WHAT YOU SHOULD DO.
Scan the listing below and copy each line holding the word "AssessmentResult".

DATA PROVIDED.
.....
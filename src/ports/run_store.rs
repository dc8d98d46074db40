//! Run store port - persistence contract for runs and results.
//!
//! Defines how assessment runs and their computed results are stored and
//! retrieved. Implementations handle the actual backing store; the engine
//! only sees this contract.

use async_trait::async_trait;

use crate::domain::foundation::{DomainError, RunId, UserId};
use crate::domain::run::AssessmentRun;
use crate::domain::scoring::AssessmentResult;

use super::AnswerSink;

/// Repository port for run lifecycle persistence.
///
/// Extends [`AnswerSink`] so the autosave component can share the same
/// adapter instance.
#[async_trait]
pub trait RunStore: AnswerSink {
    /// Persists a newly started run.
    ///
    /// # Errors
    ///
    /// - `StorageError` on persistence failure
    async fn create_run(&self, run: &AssessmentRun) -> Result<(), DomainError>;

    /// Persists lifecycle changes to an existing run.
    ///
    /// # Errors
    ///
    /// - `RunNotFound` if the run was never created
    /// - `StorageError` on persistence failure
    async fn update_run(&self, run: &AssessmentRun) -> Result<(), DomainError>;

    /// Finds a run by its ID.
    ///
    /// Returns `None` if not found.
    async fn find_run(&self, id: &RunId) -> Result<Option<AssessmentRun>, DomainError>;

    /// Returns the user's most recently started run, if any.
    ///
    /// Used for the cooldown gate when starting a new run.
    async fn latest_run_for(&self, user_id: &UserId)
        -> Result<Option<AssessmentRun>, DomainError>;

    /// Records the immutable result computed for a submitted run.
    ///
    /// # Errors
    ///
    /// - `RunNotFound` if the run was never created
    /// - `StorageError` on persistence failure
    async fn record_result(
        &self,
        run_id: &RunId,
        result: &AssessmentResult,
    ) -> Result<(), DomainError>;

    /// Returns the recorded result for a run, if one exists.
    async fn find_result(&self, run_id: &RunId)
        -> Result<Option<AssessmentResult>, DomainError>;
}
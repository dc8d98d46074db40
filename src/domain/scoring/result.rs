//! Assessment result - the immutable scoring read model.

use serde::{Deserialize, Serialize};

use crate::domain::foundation::{RunId, Score, SectionCode, Timestamp};

/// Scores for one section.
#[derive(Debug, Clone, PartialEq, Serialize, Deserialize)]
pub struct SectionScore {
    pub section: SectionCode,
    /// Weighted points earned by answered reachable questions.
    pub raw_points: f64,
    /// Theoretical maximum over reachable required questions.
    pub max_points: f64,
    /// `raw_points` scaled to 0-100 against `max_points`.
    pub normalized: Score,
    /// This section's fraction of the overall score.
    pub weight: f64,
}

/// The outcome of scoring a submitted run.
///
/// Immutable once computed; a new value is produced only by re-running
/// the aggregator against the same submitted run.
#[derive(Debug, Clone, PartialEq, Serialize, Deserialize)]
pub struct AssessmentResult {
    pub run_id: RunId,
    pub computed_at: Timestamp,
    pub sections: Vec<SectionScore>,
    /// Weighted sum of normalized section scores.
    pub overall: Score,
    /// True when `overall` meets the eligibility threshold (inclusive).
    pub eligible: bool,
    /// Recommended financing instrument label.
    pub instrument: String,
}

impl AssessmentResult {
    /// Returns one section's scores.
    pub fn section(&self, code: &SectionCode) -> Option<&SectionScore> {
        self.sections.iter().find(|s| &s.section == code)
    }
}
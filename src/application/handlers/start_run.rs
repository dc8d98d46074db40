//! StartRunHandler - Command handler for starting assessment runs.

use std::sync::Arc;

use tracing::info;

use crate::domain::foundation::{RunId, UserId};
use crate::domain::run::{AssessmentRun, RunError};
use crate::ports::{Clock, RunStore};

/// Command to start a new run.
#[derive(Debug, Clone)]
pub struct StartRunCommand {
    pub user_id: UserId,
}

/// Handler for starting runs, gated on the cooldown window.
pub struct StartRunHandler {
    store: Arc<dyn RunStore>,
    clock: Arc<dyn Clock>,
}

impl StartRunHandler {
    pub fn new(store: Arc<dyn RunStore>, clock: Arc<dyn Clock>) -> Self {
        Self { store, clock }
    }

    /// Starts a new draft run for the user.
    ///
    /// # Errors
    ///
    /// - `CooldownActive` with the remaining seconds while the user's
    ///   latest run is still cooling down
    /// - `Storage` on persistence failure
    pub async fn handle(&self, cmd: StartRunCommand) -> Result<AssessmentRun, RunError> {
        let now = self.clock.now();

        if let Some(latest) = self.store.latest_run_for(&cmd.user_id).await? {
            if let Some(retry_after_secs) = latest.cooldown_remaining(now) {
                return Err(RunError::CooldownActive { retry_after_secs });
            }
        }

        let run = AssessmentRun::new(RunId::new(), cmd.user_id, now);
        self.store.create_run(&run).await?;

        info!(run_id = %run.id(), user_id = %run.user_id(), "assessment run started");
        Ok(run)
    }
}
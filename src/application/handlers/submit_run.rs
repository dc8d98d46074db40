//! SubmitRunHandler - Command handler for submitting a run.
//!
//! Submission sequence: completeness gate, flush of pending edits, run
//! transition, scoring, persistence, cooldown. An incomplete run fails
//! before any backing-store call is made.

use std::sync::Arc;

use tracing::info;

use crate::application::Autosave;
use crate::domain::branching;
use crate::domain::catalog::Catalog;
use crate::domain::run::{AssessmentRun, RunError};
use crate::domain::scoring::{score_run, AssessmentResult, ScoringPolicy};
use crate::ports::{Clock, RunStore};

/// Handler for submitting runs and recording their results.
pub struct SubmitRunHandler {
    catalog: Arc<Catalog>,
    store: Arc<dyn RunStore>,
    autosave: Arc<Autosave>,
    clock: Arc<dyn Clock>,
    policy: ScoringPolicy,
    cooldown_secs: u64,
}

impl SubmitRunHandler {
    pub fn new(
        catalog: Arc<Catalog>,
        store: Arc<dyn RunStore>,
        autosave: Arc<Autosave>,
        clock: Arc<dyn Clock>,
        policy: ScoringPolicy,
        cooldown_secs: u64,
    ) -> Self {
        Self {
            catalog,
            store,
            autosave,
            clock,
            policy,
            cooldown_secs,
        }
    }

    /// Submits the run and returns its computed result.
    ///
    /// Pending edits are flushed and awaited before the submit itself, so
    /// the backing store always scores against the final snapshot.
    ///
    /// # Errors
    ///
    /// - `IncompleteSubmission` naming the missing question codes; the
    ///   backing store is not called in this case
    /// - `SaveFailed` if the pre-submit flush fails; the run stays a draft
    /// - `NotDraft` if the run was already submitted
    pub async fn handle(&self, run: &mut AssessmentRun) -> Result<AssessmentResult, RunError> {
        // Completeness gate before any network traffic.
        let missing = branching::missing_required(&self.catalog, &run.snapshot());
        if !missing.is_empty() {
            return Err(RunError::IncompleteSubmission { missing });
        }

        self.autosave
            .flush_now(*run.id(), run.snapshot())
            .await?;
        run.mark_saved();

        run.submit(&self.catalog, self.clock.now(), self.cooldown_secs)?;
        self.store.update_run(run).await?;

        let result = score_run(
            &self.catalog,
            &run.snapshot(),
            &self.policy,
            *run.id(),
            self.clock.now(),
        )?;
        self.store.record_result(run.id(), &result).await?;

        run.begin_cooldown(self.clock.now())?;
        self.store.update_run(run).await?;

        info!(
            run_id = %run.id(),
            overall = %result.overall,
            eligible = result.eligible,
            instrument = %result.instrument,
            "assessment run submitted and scored"
        );
        Ok(result)
    }
}
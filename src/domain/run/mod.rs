//! Run module - the assessment run aggregate and its Answer Store.

mod aggregate;
mod answers;
mod errors;

pub use aggregate::AssessmentRun;
pub use answers::{AnswerSnapshot, AnswerStore, AnswerValue};
pub use errors::RunError;
//! Section model - a weighted grouping of questions.

use serde::{Deserialize, Serialize};

use crate::domain::foundation::SectionCode;

use super::Question;

/// Well-known section codes used by the scoring dimensions.
pub const RISK: &str = "RISK";
pub const IMPACT: &str = "IMPACT";
pub const RETURN: &str = "RETURN";
pub const SECTOR_MATURITY: &str = "SECTOR_MATURITY";
pub const FEEDBACK: &str = "FEEDBACK";

/// A weighted grouping of questions (e.g. RISK, IMPACT, RETURN).
///
/// `weight` is this section's fixed fraction of the overall score; the
/// weights of all sections in a catalog sum to 1.0 (FEEDBACK-style sections
/// carry weight 0.0 and never influence the overall score).
#[derive(Debug, Clone, PartialEq, Serialize, Deserialize)]
pub struct Section {
    pub code: SectionCode,
    pub title: String,
    /// Fraction of the overall score contributed by this section.
    pub weight: f64,
    /// Questions in authoring order; sorted by `order` at catalog load.
    pub questions: Vec<Question>,
}

impl Section {
    /// Returns the question count.
    pub fn question_count(&self) -> usize {
        self.questions.len()
    }

    /// Returns true if this section contributes to the overall score.
    pub fn is_scored(&self) -> bool {
        self.weight > 0.0
    }
}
.....
ANSWER BELOW.
use crate::domain::scoring::AssessmentResult;
        result: &AssessmentResult,
        -> Result<Option<AssessmentResult>, DomainError>;
pub struct AssessmentResult {
impl AssessmentResult {
use crate::domain::scoring::{score_run, AssessmentResult, ScoringPolicy};
    pub async fn handle(&self, run: &mut AssessmentRun) -> Result<AssessmentResult, RunError> {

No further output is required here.